- **Exercise description**
Whenever "this" appears in a line, please copy that line from the data.

- **Data for review**
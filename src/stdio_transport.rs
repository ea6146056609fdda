//! A minimal `Transport` that prints to stdout. Stands in for the real
//! ALSA/websocket/DAP framing that lives outside this repository, so the
//! LOCAL session has something to push output through from a terminal.

use aura_domain::transport::{StreamEndReason, Transport, TranscriptRole};
use std::io::Write;
use std::sync::Mutex;

pub struct StdioTransport {
    stream_open: Mutex<bool>,
}

impl StdioTransport {
    pub fn new() -> Self {
        Self {
            stream_open: Mutex::new(false),
        }
    }
}

impl Default for StdioTransport {
    fn default() -> Self {
        Self::new()
    }
}

impl Transport for StdioTransport {
    fn send_stream_start(&self, _stream_id: u64) {
        *self.stream_open.lock().unwrap() = true;
    }

    fn send_stream_delta(&self, _stream_id: u64, utf8_chunk: &str) {
        print!("{utf8_chunk}");
        let _ = std::io::stdout().flush();
    }

    fn send_stream_end(&self, _stream_id: u64, reason: StreamEndReason) {
        *self.stream_open.lock().unwrap() = false;
        println!();
        if reason != StreamEndReason::Complete {
            println!("[stream ended: {reason}]");
        }
    }

    fn send_transcript(&self, role: TranscriptRole, text: &str) {
        let label = match role {
            TranscriptRole::User => "user",
            TranscriptRole::Assistant => "assistant",
            TranscriptRole::System => "system",
            TranscriptRole::Tool => "tool",
        };
        println!("[{label}] {text}");
    }

    fn send_state(&self, state: &str, detail: Option<&str>) {
        match detail {
            Some(detail) => tracing::debug!(state, detail, "transport state"),
            None => tracing::debug!(state, "transport state"),
        }
    }

    fn send_audio_pcm(&self, _samples: &[i16], _sample_rate: u32) {
        tracing::warn!("stdio transport cannot play PCM audio");
    }

    fn send_error(&self, code: &str, message: &str) {
        eprintln!("[error {code}] {message}");
    }
}
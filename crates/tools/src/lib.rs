//! The tool registry the Tool Iteration Loop executes against (§4.7, §6).

pub mod builtin;
pub mod outcome;
pub mod registry;
pub mod tool;

pub use outcome::{PendingVision, ToolOutcome};
pub use registry::{ExecuteAllResult, ToolRegistry};
pub use tool::Tool;
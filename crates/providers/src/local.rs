//! OpenAI-compatible `/v1/chat/completions` adapter. Used both for the
//! on-device/self-hosted backend (no auth) and for the OpenAI cloud provider
//! (bearer auth) — both speak the same wire format.

use aura_domain::error::{Error, Result};
use reqwest::blocking::Client;
use std::time::{Duration, Instant};

use crate::openai_wire::{self, WireRequest};
use crate::sse::read_sse_blocking;
use crate::traits::{ChatOutcome, ChatRequest, ChunkSink, LlmProvider};

pub struct LocalProvider {
    provider_id: &'static str,
    endpoint: String,
    api_key: Option<String>,
    client: Client,
}

impl LocalProvider {
    /// `api_key = None` for an unauthenticated local backend.
    pub fn new(endpoint: impl Into<String>, api_key: Option<String>, timeout: Duration) -> Result<Self> {
        Self::with_provider_id("local", endpoint, api_key, timeout)
    }

    pub fn with_provider_id(
        provider_id: &'static str,
        endpoint: impl Into<String>,
        api_key: Option<String>,
        timeout: Duration,
    ) -> Result<Self> {
        let client = Client::builder()
            .timeout(timeout)
            .build()
            .map_err(|e| Error::Other(format!("building {provider_id} client: {e}")))?;
        Ok(Self {
            provider_id,
            endpoint: endpoint.into(),
            api_key,
            client,
        })
    }
}

impl LlmProvider for LocalProvider {
    fn provider_id(&self) -> &str {
        self.provider_id
    }

    fn chat_stream(&self, req: &ChatRequest<'_>, sink: &mut dyn ChunkSink) -> Result<ChatOutcome> {
        let started = Instant::now();
        let body = WireRequest {
            model: req.model,
            messages: openai_wire::to_wire_messages(req.messages),
            tools: openai_wire::to_wire_tools(req.tools),
            stream: true,
            temperature: req.temperature,
            max_tokens: req.max_tokens,
        };

        let url = format!("{}/chat/completions", self.endpoint.trim_end_matches('/'));
        let mut builder = self.client.post(&url).json(&body);
        if let Some(key) = &self.api_key {
            builder = builder.bearer_auth(key);
        }
        let response = builder
            .send()
            .map_err(|e| Error::LlmTransportFailure(format!("{} endpoint {url}: {e}", self.provider_id)))?;

        if !response.status().is_success() {
            let status = response.status();
            let body = response.text().unwrap_or_default();
            return Err(Error::LlmTransportFailure(format!(
                "{} endpoint returned {status}: {body}",
                self.provider_id
            )));
        }

        let mut text = String::new();
        let mut tool_call_accs = Vec::new();
        let mut usage = None;
        let mut finish_reason = None;

        read_sse_blocking(response, |data| {
            openai_wire::consume_data_line(
                data,
                sink,
                &mut text,
                &mut tool_call_accs,
                &mut usage,
                &mut finish_reason,
            );
        })
        .map_err(|e| Error::LlmTransportFailure(format!("reading {} stream: {e}", self.provider_id)))?;

        let outcome = openai_wire::finalize_outcome(text, tool_call_accs, usage, finish_reason);

        aura_domain::trace::TraceEvent::LlmRequest {
            session_id: req.session_id,
            provider: self.provider_id.to_string(),
            model: req.model.to_string(),
            streaming: true,
            duration_ms: started.elapsed().as_millis() as u64,
            prompt_tokens: outcome.usage.map(|u| u.prompt_tokens),
            completion_tokens: outcome.usage.map(|u| u.completion_tokens),
        }
        .emit();

        Ok(outcome)
    }
}
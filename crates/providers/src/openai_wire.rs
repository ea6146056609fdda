//! Wire shapes shared by the local provider and the OpenAI cloud provider.
//! Both speak the same `/v1/chat/completions`-style JSON; this module is the
//! single place that (de)serializes it and walks the SSE delta stream.

use aura_domain::message::{ContentPart, Message, MessageContent, Role, ToolCall, ToolDefinition};
use serde::{Deserialize, Serialize};
use serde_json::Value;

use crate::traits::{ChatOutcome, ChunkSink, Usage};

#[derive(Serialize)]
pub(crate) struct WireRequest<'a> {
    pub model: &'a str,
    pub messages: Vec<WireMessage>,
    #[serde(skip_serializing_if = "Vec::is_empty")]
    pub tools: Vec<WireTool>,
    pub stream: bool,
    #[serde(skip_serializing_if = "Option::is_none")]
    pub temperature: Option<f32>,
    #[serde(skip_serializing_if = "Option::is_none")]
    pub max_tokens: Option<u32>,
}

#[derive(Serialize)]
pub(crate) struct WireMessage {
    pub role: &'static str,
    #[serde(skip_serializing_if = "Option::is_none")]
    pub content: Option<Value>,
    #[serde(skip_serializing_if = "Vec::is_empty")]
    pub tool_calls: Vec<WireToolCall>,
    #[serde(skip_serializing_if = "Option::is_none")]
    pub tool_call_id: Option<String>,
}

#[derive(Serialize)]
pub(crate) struct WireToolCall {
    pub id: String,
    #[serde(rename = "type")]
    pub kind: &'static str,
    pub function: WireFunctionCall,
}

#[derive(Serialize)]
pub(crate) struct WireFunctionCall {
    pub name: String,
    pub arguments: String,
}

#[derive(Serialize)]
pub(crate) struct WireTool {
    #[serde(rename = "type")]
    pub kind: &'static str,
    pub function: WireFunctionDef,
}

#[derive(Serialize)]
pub(crate) struct WireFunctionDef {
    pub name: String,
    pub description: String,
    pub parameters: Value,
}

pub(crate) fn role_str(role: &Role) -> &'static str {
    match role {
        Role::System => "system",
        Role::User => "user",
        Role::Assistant => "assistant",
        Role::Tool => "tool",
    }
}

fn content_to_value(content: &MessageContent) -> Value {
    match content {
        MessageContent::Text(text) => Value::String(text.clone()),
        MessageContent::Parts(parts) => Value::Array(
            parts
                .iter()
                .map(|p| match p {
                    ContentPart::Text { text } => serde_json::json!({"type": "text", "text": text}),
                    ContentPart::Image { data, media_type } => serde_json::json!({
                        "type": "image_url",
                        "image_url": {"url": format!(
                            "data:{};base64,{}",
                            media_type.as_deref().unwrap_or("image/png"),
                            data,
                        )},
                    }),
                })
                .collect(),
        ),
    }
}

pub(crate) fn to_wire_messages(messages: &[Message]) -> Vec<WireMessage> {
    messages
        .iter()
        .map(|m| WireMessage {
            role: role_str(&m.role),
            content: m.content.as_ref().map(content_to_value),
            tool_calls: m
                .tool_calls
                .iter()
                .map(|tc| WireToolCall {
                    id: tc.id.clone(),
                    kind: "function",
                    function: WireFunctionCall {
                        name: tc.name.clone(),
                        arguments: tc.arguments.to_string(),
                    },
                })
                .collect(),
            tool_call_id: m.tool_call_id.clone(),
        })
        .collect()
}

pub(crate) fn to_wire_tools(tools: &[ToolDefinition]) -> Vec<WireTool> {
    tools
        .iter()
        .map(|t| WireTool {
            kind: "function",
            function: WireFunctionDef {
                name: t.name.clone(),
                description: t.description.clone(),
                parameters: t.parameters.clone(),
            },
        })
        .collect()
}

/// One `choices[0].delta` slice of a streamed chunk.
#[derive(Deserialize, Default)]
struct StreamDelta {
    content: Option<String>,
    #[serde(default)]
    tool_calls: Vec<StreamToolCallDelta>,
}

#[derive(Deserialize)]
struct StreamToolCallDelta {
    index: usize,
    id: Option<String>,
    function: Option<StreamFunctionDelta>,
}

#[derive(Deserialize, Default)]
struct StreamFunctionDelta {
    name: Option<String>,
    arguments: Option<String>,
}

#[derive(Deserialize)]
struct StreamChoice {
    #[serde(default)]
    delta: StreamDelta,
    finish_reason: Option<String>,
}

#[derive(Deserialize)]
struct StreamChunk {
    choices: Vec<StreamChoice>,
    usage: Option<WireUsage>,
}

#[derive(Deserialize)]
struct WireUsage {
    prompt_tokens: u32,
    completion_tokens: u32,
    total_tokens: u32,
}

/// Accumulates `StreamToolCallDelta` fragments (split across many chunks, by
/// index) into complete `ToolCall`s.
#[derive(Default)]
pub(crate) struct ToolCallAccumulator {
    id: String,
    name: String,
    arguments: String,
}

/// Feeds raw SSE `data:` payloads to `sink` and accumulates a final
/// `ChatOutcome`. `[DONE]` ends the stream.
pub(crate) fn consume_data_line(
    data: &str,
    sink: &mut dyn ChunkSink,
    text: &mut String,
    tool_calls: &mut Vec<ToolCallAccumulator>,
    usage: &mut Option<Usage>,
    finish_reason: &mut Option<String>,
) -> bool {
    if data == "[DONE]" {
        return false;
    }
    let chunk: StreamChunk = match serde_json::from_str(data) {
        Ok(c) => c,
        Err(_) => return true,
    };
    if let Some(u) = chunk.usage {
        *usage = Some(Usage {
            prompt_tokens: u.prompt_tokens,
            completion_tokens: u.completion_tokens,
            total_tokens: u.total_tokens,
        });
    }
    for choice in chunk.choices {
        if let Some(reason) = choice.finish_reason {
            *finish_reason = Some(reason);
        }
        if let Some(delta_text) = choice.delta.content {
            if !delta_text.is_empty() {
                text.push_str(&delta_text);
                sink.on_chunk(&delta_text);
            }
        }
        for tc_delta in choice.delta.tool_calls {
            while tool_calls.len() <= tc_delta.index {
                tool_calls.push(ToolCallAccumulator::default());
            }
            let acc = &mut tool_calls[tc_delta.index];
            if let Some(id) = tc_delta.id {
                acc.id = id;
            }
            if let Some(f) = tc_delta.function {
                if let Some(name) = f.name {
                    acc.name.push_str(&name);
                }
                if let Some(args) = f.arguments {
                    acc.arguments.push_str(&args);
                }
            }
        }
    }
    true
}

pub(crate) fn finalize_outcome(
    text: String,
    accumulated: Vec<ToolCallAccumulator>,
    usage: Option<Usage>,
    finish_reason: Option<String>,
) -> ChatOutcome {
    let tool_calls = accumulated
        .into_iter()
        .filter(|acc| !acc.name.is_empty())
        .map(|acc| ToolCall {
            id: acc.id,
            name: acc.name,
            arguments: serde_json::from_str(&acc.arguments).unwrap_or(Value::Null),
        })
        .collect();
    ChatOutcome {
        text,
        tool_calls,
        usage,
        finish_reason,
    }
}

#[cfg(test)]
mod tests {
    use super::*;
    use aura_domain::message::Message;

    struct CollectSink(String);
    impl ChunkSink for CollectSink {
        fn on_chunk(&mut self, text: &str) {
            self.0.push_str(text);
        }
    }

    #[test]
    fn consume_data_line_accumulates_text() {
        let mut text = String::new();
        let mut tool_calls = Vec::new();
        let mut usage = None;
        let mut finish_reason = None;
        let mut sink = CollectSink(String::new());

        let data = r#"{"choices":[{"delta":{"content":"hel"},"finish_reason":null}]}"#;
        assert!(consume_data_line(
            data,
            &mut sink,
            &mut text,
            &mut tool_calls,
            &mut usage,
            &mut finish_reason
        ));
        assert_eq!(text, "hel");
        assert_eq!(sink.0, "hel");
    }

    #[test]
    fn done_sentinel_stops_stream() {
        let mut text = String::new();
        let mut tool_calls = Vec::new();
        let mut usage = None;
        let mut finish_reason = None;
        let mut sink = CollectSink(String::new());
        assert!(!consume_data_line(
            "[DONE]",
            &mut sink,
            &mut text,
            &mut tool_calls,
            &mut usage,
            &mut finish_reason
        ));
    }

    #[test]
    fn tool_call_deltas_accumulate_by_index() {
        let mut text = String::new();
        let mut tool_calls = Vec::new();
        let mut usage = None;
        let mut finish_reason = None;
        let mut sink = CollectSink(String::new());

        let chunk1 = r#"{"choices":[{"delta":{"tool_calls":[{"index":0,"id":"call_1","function":{"name":"get_weather","arguments":""}}]}}]}"#;
        let chunk2 = r#"{"choices":[{"delta":{"tool_calls":[{"index":0,"function":{"arguments":"{\"city\":"}}]}}}]}"#;
        let chunk3 = r#"{"choices":[{"delta":{"tool_calls":[{"index":0,"function":{"arguments":"\"nyc\"}"}}]}}]}"#;

        consume_data_line(chunk1, &mut sink, &mut text, &mut tool_calls, &mut usage, &mut finish_reason);
        consume_data_line(chunk2, &mut sink, &mut text, &mut tool_calls, &mut usage, &mut finish_reason);
        consume_data_line(chunk3, &mut sink, &mut text, &mut tool_calls, &mut usage, &mut finish_reason);

        let outcome = finalize_outcome(text, tool_calls, usage, finish_reason);
        assert_eq!(outcome.tool_calls.len(), 1);
        assert_eq!(outcome.tool_calls[0].name, "get_weather");
        assert_eq!(outcome.tool_calls[0].id, "call_1");
    }

    #[test]
    fn to_wire_messages_preserves_role_and_tool_call_id() {
        let messages = vec![Message::tool_result("call_1", "sunny")];
        let wire = to_wire_messages(&messages);
        assert_eq!(wire[0].role, "tool");
        assert_eq!(wire[0].tool_call_id.as_deref(), Some("call_1"));
    }
}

- **Exercise result**
//! ALSA/websocket/DAP framing that lives outside this repository, so the
//! Both speak the same `/v1/chat/completions`-style JSON; this module is the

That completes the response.